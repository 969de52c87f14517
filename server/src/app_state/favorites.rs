use anyhow::Context;
use m3u_parser::Channel;
use std::path::Path;
use std::path::PathBuf;
use tokio::sync::Mutex;
use tracing::warn;

const FAVORITES_FILE_NAME: &str = "favorites.json";

/// The persisted favorites set, keyed by channel URL.
///
/// Favorites survive playlist reloads because the key is the URL,
/// not the parse-local channel id.
/// Every mutation is persisted immediately.
#[derive(Debug)]
pub struct FavoritesStore {
    path: PathBuf,
    channels: Mutex<Vec<Channel>>,
}

impl FavoritesStore {
    /// Open the store inside a data directory.
    ///
    /// A missing favorites file yields an empty set,
    /// as does a corrupt or unreadable one.
    pub async fn load<P>(data_directory: P) -> Self
    where
        P: AsRef<Path>,
    {
        let path = data_directory.as_ref().join(FAVORITES_FILE_NAME);
        let channels = match tokio::fs::read_to_string(&path).await {
            Ok(data) => match serde_json::from_str(&data) {
                Ok(channels) => channels,
                Err(error) => {
                    warn!(
                        "ignoring corrupt favorites file \"{}\": {error}",
                        path.display()
                    );
                    Vec::new()
                }
            },
            Err(error) if error.kind() == std::io::ErrorKind::NotFound => Vec::new(),
            Err(error) => {
                warn!("failed to read favorites file \"{}\": {error}", path.display());
                Vec::new()
            }
        };

        Self {
            path,
            channels: Mutex::new(channels),
        }
    }

    /// All favorites, in insertion order.
    pub async fn all(&self) -> Vec<Channel> {
        self.channels.lock().await.clone()
    }

    /// Toggle a channel and persist the result.
    ///
    /// Returns the updated favorites list.
    pub async fn toggle(&self, channel: Channel) -> anyhow::Result<Vec<Channel>> {
        let mut channels = self.channels.lock().await;
        toggle_channel(&mut channels, channel);

        let data =
            serde_json::to_string_pretty(&*channels).context("failed to serialize favorites")?;
        tokio::fs::write(&self.path, data).await.with_context(|| {
            format!("failed to write favorites file \"{}\"", self.path.display())
        })?;

        Ok(channels.clone())
    }
}

/// Symmetric toggle keyed by URL: present is removed, absent is appended.
fn toggle_channel(channels: &mut Vec<Channel>, channel: Channel) {
    let len_before = channels.len();
    channels.retain(|existing| existing.url != channel.url);
    if channels.len() == len_before {
        channels.push(channel);
    }
}
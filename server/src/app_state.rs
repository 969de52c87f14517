mod catalog;
mod favorites;
mod player;

pub use self::catalog::Catalog;
pub use self::favorites::FavoritesStore;
pub use self::player::PlayerSession;
pub use self::player::PlayerView;
pub use self::player::RemoteSink;
pub use self::player::SinkDirective;
use crate::config::ConfigPlaylist;
use crate::util::LockFile;
use crate::Config;
use anyhow::Context;
use tracing::error;
use tracing::info;

pub struct AppState {
    lock_file: LockFile,
    client: reqwest::Client,
    playlists: Vec<ConfigPlaylist>,

    pub catalog: Catalog,
    pub favorites: FavoritesStore,
    pub player: PlayerSession,
}

impl AppState {
    pub async fn new(config: &Config) -> anyhow::Result<Self> {
        let data_directory = config.data_directory.as_path();
        match tokio::fs::create_dir(data_directory).await {
            Ok(()) => {}
            Err(e) if e.kind() == std::io::ErrorKind::AlreadyExists => {}
            Err(e) => {
                return Err(e).with_context(|| {
                    format!(
                        "failed to create data directory \"{}\"",
                        data_directory.display()
                    )
                });
            }
        }

        let lock_file_path = data_directory.join("telly.lock");
        let lock_file = LockFile::acquire(lock_file_path)
            .await
            .context("another process is using the data directory")?;

        let favorites = FavoritesStore::load(data_directory).await;

        Ok(Self {
            lock_file,
            client: reqwest::Client::new(),
            playlists: config.playlists.clone(),
            catalog: Catalog::new(),
            favorites,
            player: PlayerSession::new(config.autoplay),
        })
    }

    /// The configured preset playlists.
    pub fn playlists(&self) -> &[ConfigPlaylist] {
        &self.playlists
    }

    /// Load a preset playlist into the catalog.
    ///
    /// Returns the number of channels,
    /// or `None` when no preset has that name.
    /// Fetch and read failures degrade to an empty playlist;
    /// they never surface past this point.
    pub async fn load_playlist(&self, name: &str) -> Option<usize> {
        let preset = self
            .playlists
            .iter()
            .find(|playlist| playlist.name == name)?;

        let text = match self.playlist_text(preset).await {
            Ok(text) => text,
            Err(error) => {
                error!("failed to load playlist \"{name}\": {error:?}");
                String::new()
            }
        };

        let playlist = m3u_parser::Playlist::parse(&text);
        info!("loaded playlist \"{name}\" with {} channels", playlist.len());

        let len = playlist.len();
        self.catalog.replace(name, playlist.channels);
        Some(len)
    }

    async fn playlist_text(&self, preset: &ConfigPlaylist) -> anyhow::Result<String> {
        if let Some(url) = preset.url.as_ref() {
            let response = self
                .client
                .get(url.as_str())
                .send()
                .await
                .with_context(|| format!("failed to fetch playlist from \"{url}\""))?
                .error_for_status()
                .with_context(|| format!("bad response for playlist at \"{url}\""))?;
            response
                .text()
                .await
                .with_context(|| format!("failed to read playlist body from \"{url}\""))
        } else if let Some(path) = preset.path.as_ref() {
            tokio::fs::read_to_string(path).await.with_context(|| {
                format!("failed to read playlist file \"{}\"", path.display())
            })
        } else {
            // Rejected at config load.
            anyhow::bail!("playlist \"{}\" has no source", preset.name);
        }
    }

    /// Shutdown the app state.
    ///
    /// This should only be called once.
    pub async fn shutdown(&self) -> anyhow::Result<()> {
        self.player.stop().await;

        self.lock_file
            .shutdown()
            .await
            .context("failed to shutdown the lock file thread")
    }
}
use crate::AppState;
use axum::extract::Path;
use axum::extract::Query;
use axum::extract::State;
use axum::http::StatusCode;
use axum::response::sse;
use axum::response::IntoResponse;
use axum::response::Sse;
use axum::routing::get;
use axum::routing::post;
use axum::Json;
use axum::Router;
use m3u_parser::Channel;
use std::sync::Arc;
use tokio_stream::wrappers::BroadcastStream;
use tokio_stream::wrappers::WatchStream;
use tokio_stream::StreamExt;
use tracing::error;
use universal_player::SinkCapabilities;

#[derive(Debug, serde::Serialize)]
struct ApiError {
    messages: Vec<String>,
}

impl ApiError {
    fn from_anyhow(error: anyhow::Error) -> Self {
        Self {
            messages: error.chain().map(|e| e.to_string()).collect(),
        }
    }
}

pub fn routes() -> Router<Arc<AppState>> {
    Router::new()
        .route("/playlists", get(api_playlists_get))
        .route("/playlists/:name/load", post(api_playlists_load))
        .route("/channels", get(api_channels_get))
        .route("/groups", get(api_groups_get))
        .route("/favorites", get(api_favorites_get))
        .route("/favorites/toggle", post(api_favorites_toggle))
        .route("/player", get(api_player_get))
        .route("/player/capabilities", post(api_player_capabilities))
        .route("/player/select", post(api_player_select))
        .route("/player/stop", post(api_player_stop))
        .route("/player/events", get(api_player_events))
        .route("/player/sink-event", post(api_player_sink_event))
}

#[derive(Debug, serde::Serialize)]
struct ApiPlaylists {
    playlists: Vec<ApiPlaylist>,
    current: Option<String>,
}

#[derive(Debug, serde::Serialize)]
struct ApiPlaylist {
    name: String,
}

async fn api_playlists_get(State(app_state): State<Arc<AppState>>) -> impl IntoResponse {
    let playlists = app_state
        .playlists()
        .iter()
        .map(|playlist| ApiPlaylist {
            name: playlist.name.clone(),
        })
        .collect();

    Json(ApiPlaylists {
        playlists,
        current: app_state.catalog.playlist_name(),
    })
}

#[derive(Debug, serde::Serialize)]
struct ApiPlaylistLoaded {
    channels: usize,
}

async fn api_playlists_load(
    State(app_state): State<Arc<AppState>>,
    Path(name): Path<String>,
) -> impl IntoResponse {
    match app_state.load_playlist(&name).await {
        Some(channels) => (StatusCode::OK, Json(ApiPlaylistLoaded { channels })).into_response(),
        None => (
            StatusCode::NOT_FOUND,
            Json(ApiError::from_anyhow(anyhow::anyhow!(
                "unknown playlist \"{name}\""
            ))),
        )
            .into_response(),
    }
}

#[derive(Debug, serde::Deserialize)]
struct ChannelsParams {
    search: Option<String>,
    group: Option<String>,
}

async fn api_channels_get(
    State(app_state): State<Arc<AppState>>,
    Query(params): Query<ChannelsParams>,
) -> impl IntoResponse {
    let mut channels = app_state
        .catalog
        .search(params.search.as_deref().unwrap_or(""));
    if let Some(group) = params.group.as_deref() {
        channels.retain(|channel| channel.group == group);
    }

    Json(channels)
}

async fn api_groups_get(State(app_state): State<Arc<AppState>>) -> impl IntoResponse {
    Json(app_state.catalog.groups())
}

async fn api_favorites_get(State(app_state): State<Arc<AppState>>) -> impl IntoResponse {
    Json(app_state.favorites.all().await)
}

async fn api_favorites_toggle(
    State(app_state): State<Arc<AppState>>,
    Json(channel): Json<Channel>,
) -> impl IntoResponse {
    let result = app_state.favorites.toggle(channel).await.map_err(|error| {
        error!("{error:?}");
        ApiError::from_anyhow(error)
    });

    match result {
        Ok(favorites) => (StatusCode::OK, Json(favorites)).into_response(),
        Err(error) => (StatusCode::INTERNAL_SERVER_ERROR, Json(error)).into_response(),
    }
}

async fn api_player_get(State(app_state): State<Arc<AppState>>) -> impl IntoResponse {
    Json(app_state.player.view().await)
}

async fn api_player_capabilities(
    State(app_state): State<Arc<AppState>>,
    Json(capabilities): Json<SinkCapabilities>,
) -> impl IntoResponse {
    app_state.player.sink().set_capabilities(capabilities);
    StatusCode::NO_CONTENT
}

async fn api_player_select(
    State(app_state): State<Arc<AppState>>,
    Json(channel): Json<Channel>,
) -> impl IntoResponse {
    let result = app_state.player.select(channel).await.map_err(|error| {
        // Attach failures leave the UI usable; the client keeps its
        // manual controls either way.
        error!("{error:?}");
        ApiError::from_anyhow(error.into())
    });

    match result {
        Ok(selection) => (StatusCode::OK, Json(selection)).into_response(),
        Err(error) => (StatusCode::INTERNAL_SERVER_ERROR, Json(error)).into_response(),
    }
}

async fn api_player_stop(State(app_state): State<Arc<AppState>>) -> impl IntoResponse {
    app_state.player.stop().await;
    StatusCode::NO_CONTENT
}

#[derive(Debug, serde::Deserialize)]
#[serde(rename_all = "kebab-case")]
enum NativeSinkEvent {
    Play,
    Pause,
}

#[derive(Debug, serde::Deserialize)]
struct SinkEventBody {
    event: NativeSinkEvent,
}

async fn api_player_sink_event(
    State(app_state): State<Arc<AppState>>,
    Json(body): Json<SinkEventBody>,
) -> impl IntoResponse {
    let playing = matches!(body.event, NativeSinkEvent::Play);
    app_state.player.sink().native_event(playing);
    StatusCode::NO_CONTENT
}

#[derive(Debug, serde::Serialize)]
struct ApiPlayState {
    playing: bool,
}

async fn api_player_events(State(app_state): State<Arc<AppState>>) -> impl IntoResponse {
    let directives = BroadcastStream::new(app_state.player.sink().subscribe())
        .filter_map(|result| result.ok())
        .map(|directive| sse::Event::default().event("directive").json_data(directive));

    let play_state = WatchStream::new(app_state.player.play_state()).map(|playing| {
        sse::Event::default()
            .event("play-state")
            .json_data(ApiPlayState { playing })
    });

    Sse::new(directives.merge(play_state)).keep_alive(sse::KeepAlive::default())
}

• **Exercise objective**: In the records above, how many lines hold the string "ApiError"? Give the number only.

• **Answer box**: 5